RFID tags also help to make the physical experience of shopping in-store better for a customer by reducing some frustrations. For example, if a shopper enters a store and wants to ask an employee about an item, but all employees are busy, he or she may get tired of waiting and leave – or worse, make the purchase from a competitor or an online-only retailer.

Placing RFID tags on inventory coupled with digital display technology can give a customer instantaneous service no matter how busy a store is, helping to eliminate the brick-and-mortar retailer fear, known as “showrooming,” that a customer is in a store only to browse before buying online.

After a shopper engages with a product, content is triggered and creates almost a “personal shopper” experience for the shopper. If all employees are busy, the customer can choose an item on a touchscreen, which will launch information about the product, encouraging further exploration of the product. The RFID tag and the touch interaction can also link to an inventory database, and the display then shows the customer that his or her item is in stock and can be purchased right then and there. The touchscreen display can either indicate where in the store (what aisle or area) the item is in and the customer can track it down, or it can let the customer ping an employee via the touchscreen to have the item brought in from the stockroom to the register.

The customer is able to use technology to learn more about the product and take control of the purchase – not through a computer or smartphone, but right in the store – and the RFID tags ensure that information on location and availability is consistently up to date in real time.
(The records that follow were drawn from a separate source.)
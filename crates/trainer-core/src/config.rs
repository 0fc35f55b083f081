//! TOML config loading for the trainer CLI.
//!
//! Deserializes `configs/train.toml`, which has `[training]`, `[channel]`,
//! `[augment]`, `[model]`, and `[data]` sections. Every key is optional:
//! built-in defaults < TOML values < CLI flags.

use std::path::Path;

use serde::Deserialize;

use dataset::AugmentConfig;
use jscc::model::channel::{ChannelConfig, ChannelKind};
use jscc::model::communicator::CommunicatorConfig;
use jscc::training::trainer::TrainingConfig;

/// Optional overrides for [`TrainingConfig`] fields.
#[derive(Debug, Default, Deserialize)]
pub struct TrainingOverrides {
    pub epochs: Option<usize>,
    pub batch_size: Option<usize>,
    pub initial_lr: Option<f64>,
    pub first_decay_steps: Option<usize>,
    pub t_mul: Option<f64>,
    pub m_mul: Option<f64>,
    pub alpha: Option<f64>,
    pub checkpoint_dir: Option<String>,
    pub resume_from: Option<String>,
    pub seed: Option<u64>,
}

/// Optional overrides for the channel model.
#[derive(Debug, Default, Deserialize)]
pub struct ChannelOverrides {
    pub kind: Option<ChannelKind>,
    pub snr_db: Option<f64>,
}

/// Optional overrides for the augmentation pipeline.
#[derive(Debug, Default, Deserialize)]
pub struct AugmentOverrides {
    pub flip: Option<bool>,
    pub zoom: Option<f32>,
    pub rotation: Option<f32>,
    pub contrast: Option<f32>,
    pub jitter_stddev: Option<f32>,
}

/// Optional overrides for the model architecture.
#[derive(Debug, Default, Deserialize)]
pub struct ModelOverrides {
    pub latent_channels: Option<usize>,
}

/// Dataset directory paths.
#[derive(Debug, Deserialize)]
pub struct DataSection {
    #[serde(default = "default_train_dir")]
    pub train_dir: String,
    #[serde(default = "default_test_dir")]
    pub test_dir: String,
}

impl Default for DataSection {
    fn default() -> Self {
        Self {
            train_dir: default_train_dir(),
            test_dir: default_test_dir(),
        }
    }
}

fn default_train_dir() -> String {
    "/dataset/CIFAR10/train/".to_string()
}

fn default_test_dir() -> String {
    "/dataset/CIFAR10/test/".to_string()
}

/// Top-level structure matching `configs/train.toml`.
#[derive(Debug, Default, Deserialize)]
pub struct TrainToml {
    #[serde(default)]
    pub training: TrainingOverrides,
    #[serde(default)]
    pub channel: ChannelOverrides,
    #[serde(default)]
    pub augment: AugmentOverrides,
    #[serde(default)]
    pub model: ModelOverrides,
    #[serde(default)]
    pub data: DataSection,
}

/// Load and deserialize a `TrainToml` from a TOML file.
pub fn load_train_toml(path: &Path) -> anyhow::Result<TrainToml> {
    let contents = std::fs::read_to_string(path)
        .map_err(|e| anyhow::anyhow!("Failed to read config {}: {e}", path.display()))?;
    let config: TrainToml = toml::from_str(&contents)?;
    tracing::info!(path = %path.display(), "Loaded training config");
    Ok(config)
}

/// Apply TOML overrides on top of the built-in training defaults.
pub fn build_training_config(overrides: &TrainingOverrides) -> TrainingConfig {
    let mut config = TrainingConfig::new();
    if let Some(v) = overrides.epochs {
        config.epochs = v;
    }
    if let Some(v) = overrides.batch_size {
        config.batch_size = v;
    }
    if let Some(v) = overrides.initial_lr {
        config.initial_lr = v;
    }
    if let Some(v) = overrides.first_decay_steps {
        config.first_decay_steps = v;
    }
    if let Some(v) = overrides.t_mul {
        config.t_mul = v;
    }
    if let Some(v) = overrides.m_mul {
        config.m_mul = v;
    }
    if let Some(v) = overrides.alpha {
        config.alpha = v;
    }
    if let Some(ref v) = overrides.checkpoint_dir {
        config.checkpoint_dir = v.clone();
    }
    if let Some(ref v) = overrides.resume_from {
        config.resume_from = Some(v.clone());
    }
    if let Some(v) = overrides.seed {
        config.seed = v;
    }
    config
}

/// Apply TOML overrides on top of the channel defaults.
pub fn build_channel_config(overrides: &ChannelOverrides) -> ChannelConfig {
    let mut config = ChannelConfig::new();
    if let Some(v) = overrides.kind {
        config.kind = v;
    }
    if let Some(v) = overrides.snr_db {
        config.snr_db = v;
    }
    config
}

/// Apply TOML overrides on top of the augmentation defaults.
pub fn build_augment_config(overrides: &AugmentOverrides) -> AugmentConfig {
    let mut config = AugmentConfig::default();
    if let Some(v) = overrides.flip {
        config.flip = v;
    }
    if let Some(v) = overrides.zoom {
        config.zoom = v;
    }
    if let Some(v) = overrides.rotation {
        config.rotation = v;
    }
    if let Some(v) = overrides.contrast {
        config.contrast = v;
    }
    if let Some(v) = overrides.jitter_stddev {
        config.jitter_stddev = v;
    }
    config
}

/// Build the communicator config from a channel config and model overrides.
pub fn build_model_config(
    channel: ChannelConfig,
    overrides: &ModelOverrides,
) -> CommunicatorConfig {
    let mut config = CommunicatorConfig::new(channel);
    if let Some(v) = overrides.latent_channels {
        config.latent_channels = v;
    }
    config
}
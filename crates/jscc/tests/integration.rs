//! Integration tests: full training runs over a tiny synthetic dataset with
//! the NdArray backend. No real image folders needed.

use burn::backend::ndarray::NdArray;
use burn::backend::Autodiff;
use rand::rngs::StdRng;
use rand::SeedableRng;
use tempfile::TempDir;

use dataset::{AugmentConfig, Augmentor, ImageFolder, ImageSample};
use jscc::model::channel::{ChannelConfig, ChannelKind};
use jscc::model::communicator::CommunicatorConfig;
use jscc::training::metrics::Mean;
use jscc::training::trainer::{evaluate, load_from_checkpoint, train, TrainError, TrainingConfig};

type TestBackend = NdArray<f32>;
type TestAutodiffBackend = Autodiff<NdArray<f32>>;

/// A small dataset of identical smooth-gradient images in `[0, 255]`.
fn synthetic_folder(count: usize, size: usize) -> ImageFolder {
    let mut sample = ImageSample::zeros(size, size, 3);
    for y in 0..size {
        for x in 0..size {
            for c in 0..3 {
                let v = 255.0 * (x + y + c * 4) as f32 / (2 * size + 8) as f32;
                sample.set(y, x, c, v);
            }
        }
    }
    ImageFolder::from_samples(vec![sample; count])
}

/// Deterministic setup: no augmentation randomness, no channel noise.
fn quiet_augment() -> AugmentConfig {
    AugmentConfig {
        flip: false,
        zoom: 0.0,
        rotation: 0.0,
        contrast: 0.0,
        jitter_stddev: 0.0,
    }
}

fn ideal_model_config() -> CommunicatorConfig {
    CommunicatorConfig::new(ChannelConfig::new().with_kind(ChannelKind::Ideal))
        .with_latent_channels(4)
}

#[test]
fn test_two_epochs_reduce_training_loss() {
    let dir = TempDir::new().unwrap();
    let config = TrainingConfig::new()
        .with_epochs(2)
        .with_batch_size(4)
        .with_checkpoint_dir(dir.path().to_str().unwrap().to_string())
        .with_seed(7);

    let data = synthetic_folder(8, 16);
    let device = Default::default();
    let (_model, history) = train::<TestAutodiffBackend>(
        &config,
        &ideal_model_config(),
        &quiet_augment(),
        &data,
        &data,
        &device,
    )
    .unwrap();

    let entries = history.entries();
    assert_eq!(entries.len(), 2);
    assert!(
        entries[1].train_loss <= entries[0].train_loss + 1e-9,
        "training loss went up: {} -> {}",
        entries[0].train_loss,
        entries[1].train_loss
    );
}

#[test]
fn test_best_checkpoint_and_history_written() {
    let dir = TempDir::new().unwrap();
    let config = TrainingConfig::new()
        .with_epochs(1)
        .with_batch_size(4)
        .with_checkpoint_dir(dir.path().to_str().unwrap().to_string())
        .with_seed(1);

    let data = synthetic_folder(4, 16);
    let device = Default::default();
    let (_model, history) = train::<TestAutodiffBackend>(
        &config,
        &ideal_model_config(),
        &quiet_augment(),
        &data,
        &data,
        &device,
    )
    .unwrap();

    // Epoch 1 always improves on the sentinel, so its checkpoint must exist.
    assert!(dir.path().join("epoch_1.mpk").exists());
    assert!(dir.path().join("best.json").exists());
    assert!(dir.path().join("history.json").exists());
    assert_eq!(history.best().unwrap().epoch, 1);
}

#[test]
fn test_resume_from_checkpoint_restores_weights() {
    let dir = TempDir::new().unwrap();
    let checkpoint_dir = dir.path().to_str().unwrap().to_string();
    let data = synthetic_folder(4, 16);
    let device = Default::default();

    let config = TrainingConfig::new()
        .with_epochs(1)
        .with_batch_size(4)
        .with_checkpoint_dir(checkpoint_dir.clone())
        .with_seed(3);
    let (trained, _) = train::<TestAutodiffBackend>(
        &config,
        &ideal_model_config(),
        &quiet_augment(),
        &data,
        &data,
        &device,
    )
    .unwrap();

    // A fresh eval-backend model loaded from the checkpoint should score the
    // same as the trained model on the same noiseless input.
    let loaded = load_from_checkpoint::<TestBackend>(
        &dir.path().join("epoch_1"),
        &ideal_model_config(),
        &device,
    )
    .unwrap();

    let augmentor = Augmentor::new(quiet_augment());
    let mut mean_trained = Mean::new();
    let mut mean_loaded = Mean::new();
    let mut rng = StdRng::seed_from_u64(0);
    evaluate(
        &burn::module::AutodiffModule::valid(&trained),
        &data,
        &augmentor,
        4,
        0,
        &mut mean_trained,
        &mut rng,
        &device,
    )
    .unwrap();
    evaluate(
        &loaded,
        &data,
        &augmentor,
        4,
        0,
        &mut mean_loaded,
        &mut rng,
        &device,
    )
    .unwrap();

    assert!(
        (mean_trained.result() - mean_loaded.result()).abs() < 1e-9,
        "loaded checkpoint scores differently: {} vs {}",
        mean_trained.result(),
        mean_loaded.result()
    );
}

#[test]
fn test_missing_resume_checkpoint_is_a_distinct_error() {
    let dir = TempDir::new().unwrap();
    let config = TrainingConfig::new()
        .with_epochs(1)
        .with_batch_size(4)
        .with_checkpoint_dir(dir.path().to_str().unwrap().to_string())
        .with_resume_from(Some("/nonexistent/epoch_91".to_string()));

    let data = synthetic_folder(4, 16);
    let device = Default::default();
    let err = train::<TestAutodiffBackend>(
        &config,
        &ideal_model_config(),
        &quiet_augment(),
        &data,
        &data,
        &device,
    )
    .unwrap_err();

    let train_err = err.downcast_ref::<TrainError>().expect("TrainError kind");
    assert!(matches!(train_err, TrainError::Checkpoint { .. }));
}

#[test]
fn test_empty_dataset_is_a_distinct_error() {
    let dir = TempDir::new().unwrap();
    let config = TrainingConfig::new()
        .with_epochs(1)
        .with_checkpoint_dir(dir.path().to_str().unwrap().to_string());

    let empty = ImageFolder::from_samples(vec![]);
    let data = synthetic_folder(2, 16);
    let device = Default::default();
    let err = train::<TestAutodiffBackend>(
        &config,
        &ideal_model_config(),
        &quiet_augment(),
        &empty,
        &data,
        &device,
    )
    .unwrap_err();

    let train_err = err.downcast_ref::<TrainError>().expect("TrainError kind");
    assert!(matches!(train_err, TrainError::EmptyDataset("train")));
}

#[test]
fn test_training_through_rayleigh_channel_runs() {
    let dir = TempDir::new().unwrap();
    let config = TrainingConfig::new()
        .with_epochs(1)
        .with_batch_size(2)
        .with_checkpoint_dir(dir.path().to_str().unwrap().to_string())
        .with_seed(11);

    let model_config = CommunicatorConfig::new(
        ChannelConfig::new()
            .with_kind(ChannelKind::Rayleigh)
            .with_snr_db(25.0),
    )
    .with_latent_channels(4);

    let data = synthetic_folder(4, 16);
    let device = Default::default();
    let (_model, history) = train::<TestAutodiffBackend>(
        &config,
        &model_config,
        &AugmentConfig::default(),
        &data,
        &data,
        &device,
    )
    .unwrap();

    assert_eq!(history.entries().len(), 1);
    assert!(history.entries()[0].test_loss.is_finite());
}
Creating Immersive Experiences through Better Content

Combining biometrics, analytics and digital signage make shopping a more exciting experience for the customer while increasing sales for a retailer by triggering content, tracking behaviors and creating stronger brand strategies.

Picture this at a grocery or specialty food store: As a customer picks up an item from an end cap, a digital display above the item shows allergy and caloric information as well as interesting tidbits like the region of the world the item is from, while another display shows popular recipes that use the food item. As the customer selects a recipe on the touchscreen, the display pulls information from a database to show where the other ingredients can be found in the store.

Customers leave with the makings of a great meal, and the store increased sales by using data and digital displays to suggest items its customers would never have purchased on their own. Meanwhile, a camera with biometrics capabilities captured the consumer’s demographics, his or her dwell time, and how many items were picked up and purchased from the specific end cap. All of this goes into a database to be analyzed, giving the retailer knowledge about trends, customers and engagement to create a stronger base for future marketing decisions.

By learning the demographics, traffic patterns and dwell times of their customers during different periods of times and day within a store, a retailer can schedule digital advertising on displays that would appeal to the customers most likely to be in the store, creating stronger understanding of an audience and better target marketing. Biometric tools such as facial detection help supply this data to the retailers. This marketing can be pre-supplied using planned strategies based on “known” shopper demographics, or can be contextual signage marketing products geared toward age group and gender.

The Way Forward

Digital signage used in tandem with the latest technologies like RFID, analytics and biometrics show where the future of retail lies. As customers become savvier, retailers can stay in sync with their needs by getting smarter about the way content and advertising is presented and how stores are designed to create the immersive, convenient experience modern shoppers desire.